Components

Mirantis Secure Registry (MSR) is a containerized application that runs on a Mirantis Kubernetes Engine cluster.

Once you have MSR deployed, you use your Docker CLI client to login, push, and pull images.

For high-availability you can deploy multiple MSR replicas, one on each MKE worker node.

All MSR replicas run the same set of services and changes to their configuration are automatically propagated to other replicas.

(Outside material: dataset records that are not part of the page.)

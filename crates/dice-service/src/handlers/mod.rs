//! HTTP and WebSocket request handlers.

pub mod rooms;
pub mod ws;

pub use rooms::{create_room, room_page};
pub use ws::room_websocket;
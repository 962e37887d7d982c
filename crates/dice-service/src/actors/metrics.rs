//! Actor metrics.
//!
//! Actors report lifecycle events through the [`MetricsSink`] trait they
//! are handed at construction. [`ActorMetrics`] is the production sink: it
//! keeps atomic counts and mirrors them into the Prometheus series defined
//! in [`crate::observability::metrics`].

use std::sync::atomic::{AtomicU64, AtomicUsize, Ordering};
use std::sync::Arc;

use crate::observability::metrics as prom;

/// Actor type for metrics labeling.
#[derive(Debug, Clone, Copy, PartialEq, Eq)]
pub enum ActorType {
    /// `RoomActor` (one per live room).
    Room,
    /// `RollerActor` (one per connected participant).
    Roller,
}

impl ActorType {
    /// Returns the actor type as a string for metric labels.
    #[must_use]
    pub const fn as_str(&self) -> &'static str {
        match self {
            ActorType::Room => "room",
            ActorType::Roller => "roller",
        }
    }
}

/// Lifecycle events emitted by the actor system.
pub trait MetricsSink: Send + Sync + std::fmt::Debug {
    /// A room actor began processing events.
    fn room_started(&self);

    /// A room actor stopped (idle teardown or shutdown).
    fn room_stopped(&self);

    /// A WebSocket connection was upgraded, before any join.
    fn connection_opened(&self);

    /// A WebSocket connection ended, whether or not it joined a room.
    fn connection_closed(&self);

    /// A roll request was resolved into `dice` outcomes.
    fn roll_resolved(&self, dice: usize);

    /// An actor task panicked.
    fn actor_panicked(&self, actor_type: ActorType);
}

/// Aggregated metrics for the actor system.
#[derive(Debug, Default)]
pub struct ActorMetrics {
    /// Rooms currently running.
    pub active_rooms: AtomicUsize,
    /// Roller actors currently running.
    pub active_connections: AtomicUsize,
    /// Roll requests resolved since startup.
    pub rolls_resolved: AtomicU64,
    /// Actor panics since startup (indicates bugs).
    pub actor_panics: AtomicU64,
}

impl ActorMetrics {
    /// Create a new shared metrics instance.
    #[must_use]
    pub fn new() -> Arc<Self> {
        Arc::new(Self::default())
    }

    /// Get current room count.
    #[must_use]
    pub fn room_count(&self) -> usize {
        self.active_rooms.load(Ordering::Relaxed)
    }

    /// Get current connection count.
    #[must_use]
    pub fn connection_count(&self) -> usize {
        self.active_connections.load(Ordering::Relaxed)
    }

    /// Get total rolls resolved.
    #[must_use]
    pub fn roll_count(&self) -> u64 {
        self.rolls_resolved.load(Ordering::Relaxed)
    }
}

impl MetricsSink for ActorMetrics {
    fn room_started(&self) {
        let count = self.active_rooms.fetch_add(1, Ordering::Relaxed) + 1;
        prom::set_rooms_active(count as u64);
    }

    fn room_stopped(&self) {
        let count = self.active_rooms.fetch_sub(1, Ordering::Relaxed).saturating_sub(1);
        prom::set_rooms_active(count as u64);
    }

    fn connection_opened(&self) {
        let count = self.active_connections.fetch_add(1, Ordering::Relaxed) + 1;
        prom::set_connections_active(count as u64);
    }

    fn connection_closed(&self) {
        let count = self.active_connections.fetch_sub(1, Ordering::Relaxed).saturating_sub(1);
        prom::set_connections_active(count as u64);
    }

    fn roll_resolved(&self, dice: usize) {
        self.rolls_resolved.fetch_add(1, Ordering::Relaxed);
        prom::record_roll(dice);
    }

    fn actor_panicked(&self, actor_type: ActorType) {
        self.actor_panics.fetch_add(1, Ordering::Relaxed);
        tracing::error!(
            target: "dice.actor.panic",
            actor_type = actor_type.as_str(),
            total_panics = self.actor_panics.load(Ordering::Relaxed),
            "Actor panic detected - indicates bug, investigation required"
        );
        prom::record_actor_panic(actor_type.as_str());
    }
}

When you install MSR on a node, the following containers are started:

Name

Description

dtr-api-<replica_id>

Executes the MSR business logic. It serves the MSR web application and API

dtr-garant-<replica_id>

Manages MSR authentication

dtr-jobrunner-<replica_id>

Runs cleanup jobs in the background

dtr-nginx-<replica_id>

Receives http and https requests and proxies them to other MSR components. By default it listens to ports 80 and 443 of the host

dtr-notary-server-<replica_id>

Receives, validates, and serves content trust metadata, and is consulted when pushing or pulling to MSR with content trust enabled

dtr-notary-signer-<replica_id>

Performs server-side timestamp and snapshot signing for content trust metadata

dtr-registry-<replica_id>

Implements the functionality for pulling and pushing Docker images. It also handles how images are stored

dtr-rethinkdb-<replica_id>

A database for persisting repository metadata

dtr-scanningstore-<replica_id>

Stores security scanning data

All these components are for internal use of MSR. Don’t use them in your applications.